Thulborn is antiquated in his ideas on homology. He writes "An
understanding of homology will assist the reconstruction of phylogeny, but a
reconstruction of phylogeny will not advance understanding of homology."
This is backwards, is it not? Indeed, Thulborn subscribes to Owen's (1843)
concept of homology, which seems uselessly vague to me- "the same organ in
different animals under every variety of form and function". This is
determined without reference to phylogeny. I don't see how one could
distinguish analogy and homology without a phylogeny. Moreover, it ignores
the genetic and developmental aspects of homology, which seem to be
important to the avian digit issue.
Thulborn's ideas on phylogeny and nomenclature are also backward.
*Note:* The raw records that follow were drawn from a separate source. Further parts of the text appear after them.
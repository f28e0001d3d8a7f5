//! Structured events emitted while building and running a workflow.
//!
//! The orchestrator never logs directly. It hands every event to the
//! [`EventSink`] it owns; [`TracingSink`] forwards them to `tracing`, and
//! [`MemorySink`] keeps them for inspection.

use std::sync::{Arc, Mutex};

use serde::Serialize;
use tracing::{debug, error, info, warn};

/// Events emitted by the orchestrator.
#[derive(Debug, Clone, PartialEq, Serialize)]
#[serde(tag = "event", rename_all = "snake_case")]
pub enum WorkflowEvent {
    /// A step was registered.
    StepAdded { workflow: String, step: String },
    /// A step depends on a name that is not registered yet.
    ForwardDependency {
        workflow: String,
        step: String,
        dependency: String,
    },
    /// A run is starting.
    RunStarted { workflow: String, total_steps: usize },
    /// No execution order could be computed.
    OrderingFailed { workflow: String, message: String },
    /// A step's condition evaluated false.
    StepSkipped { step: String },
    /// A step could not run because dependencies produced no result.
    StepBlocked { step: String, missing: Vec<String> },
    /// An attempt is about to start (1-based).
    AttemptStarted { step: String, attempt: u32 },
    /// An attempt failed.
    AttemptFailed {
        step: String,
        attempt: u32,
        error: String,
    },
    /// A step produced a result.
    StepCompleted { step: String, attempts: u32 },
    /// A step exhausted its attempts.
    StepFailed {
        step: String,
        attempts: u32,
        error: String,
    },
    /// A run finished.
    RunFinished {
        workflow: String,
        succeeded: usize,
        failed: usize,
    },
    /// Run history was discarded.
    HistoryCleared { workflow: String },
}

/// Receiver for workflow events.
pub trait EventSink: Send {
    /// Handle one event.
    fn emit(&mut self, event: &WorkflowEvent);
}

impl<F> EventSink for F
where
    F: FnMut(&WorkflowEvent) + Send,
{
    fn emit(&mut self, event: &WorkflowEvent) {
        self(event)
    }
}

/// Forwards events to `tracing`.
#[derive(Debug, Default, Clone, Copy)]
pub struct TracingSink;

impl EventSink for TracingSink {
    fn emit(&mut self, event: &WorkflowEvent) {
        match event {
            WorkflowEvent::StepAdded { workflow, step } => {
                info!("Added step '{}' to workflow '{}'", step, workflow);
            }
            WorkflowEvent::ForwardDependency {
                step, dependency, ..
            } => {
                warn!(
                    "Step '{}' depends on '{}', which is not yet added to the workflow",
                    step, dependency
                );
            }
            WorkflowEvent::RunStarted {
                workflow,
                total_steps,
            } => {
                info!(
                    "Starting workflow '{}' with {} steps",
                    workflow, total_steps
                );
            }
            WorkflowEvent::OrderingFailed { workflow, message } => {
                error!("Workflow '{}' cannot be ordered: {}", workflow, message);
            }
            WorkflowEvent::StepSkipped { step } => {
                info!("Skipping step '{}' (condition not met)", step);
            }
            WorkflowEvent::StepBlocked { step, missing } => {
                error!(
                    "Step '{}' blocked: dependencies not satisfied: {}",
                    step,
                    missing.join(", ")
                );
            }
            WorkflowEvent::AttemptStarted { step, attempt } => {
                debug!("Executing step '{}' (attempt {})", step, attempt);
            }
            WorkflowEvent::AttemptFailed {
                step,
                attempt,
                error,
            } => {
                warn!("Step '{}' failed (attempt {}): {}", step, attempt, error);
            }
            WorkflowEvent::StepCompleted { step, attempts } => {
                info!("Step '{}' completed after {} attempt(s)", step, attempts);
            }
            WorkflowEvent::StepFailed {
                step,
                attempts,
                error,
            } => {
                error!(
                    "Step '{}' failed after {} attempt(s): {}",
                    step, attempts, error
                );
            }
            WorkflowEvent::RunFinished {
                workflow,
                succeeded,
                failed,
            } => {
                info!(
                    "Workflow '{}' completed: {} successful, {} failed",
                    workflow, succeeded, failed
                );
            }
            WorkflowEvent::HistoryCleared { workflow } => {
                info!("Cleared execution history for workflow '{}'", workflow);
            }
        }
    }
}

/// Records events in memory.
///
/// Clones share the same buffer, so one handle can be given to the
/// orchestrator while another is kept for assertions.
#[derive(Debug, Default, Clone)]
pub struct MemorySink {
    events: Arc<Mutex<Vec<WorkflowEvent>>>,
}

impl MemorySink {
    /// Create an empty recorder.
    pub fn new() -> Self {
        Self::default()
    }

    /// Snapshot of all recorded events.
    pub fn events(&self) -> Vec<WorkflowEvent> {
        self.events
            .lock()
            .unwrap_or_else(|poisoned| poisoned.into_inner())
            .clone()
    }

    /// Drop all recorded events.
    pub fn clear(&self) {
        self.events
            .lock()
            .unwrap_or_else(|poisoned| poisoned.into_inner())
            .clear();
    }
}

impl EventSink for MemorySink {
    fn emit(&mut self, event: &WorkflowEvent) {
        self.events
            .lock()
            .unwrap_or_else(|poisoned| poisoned.into_inner())
            .push(event.clone());
    }
}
Oddly, he
writes as if the only "stem-group birds" are theropods, with no mention of
sauropodomorphs, ornithischians or pterosaurs. "In some instances an
elastic concept of a 'total-group' (not the total-group s. s.) has been
expanded to such a degree that an avian 'stem' of indefinite extent is
purported to include dinosaurs outside the Theropoda, and even pterosaurs
(e. g. NORELL et al. 1993)." And yet Thulborn previously defined the avian
total group as "all tetrapods, living and extinct, that possess at least one
of the characteristics differentiating extant birds from all other
tetrapods." Pterosaurs and non-theropod dinosaurs fit this definition
though, as they share characters like an erect gait, elongate tibia and
absent dermal armor.
"Such practices are potentially confusing, as they maintain, inter alia:
that all birds are theropods whereas some theropods are not birds; that Aves
is not synonymous with birds (GAUTHIER 1986); and that the avian 'stem'
includes animals which do not possess even a single feature differentiating
the crown-group Aves (and, thus, have no meaningful resemblance to birds)."
Yes, exactly. All birds are theropods, but not all theropods are birds.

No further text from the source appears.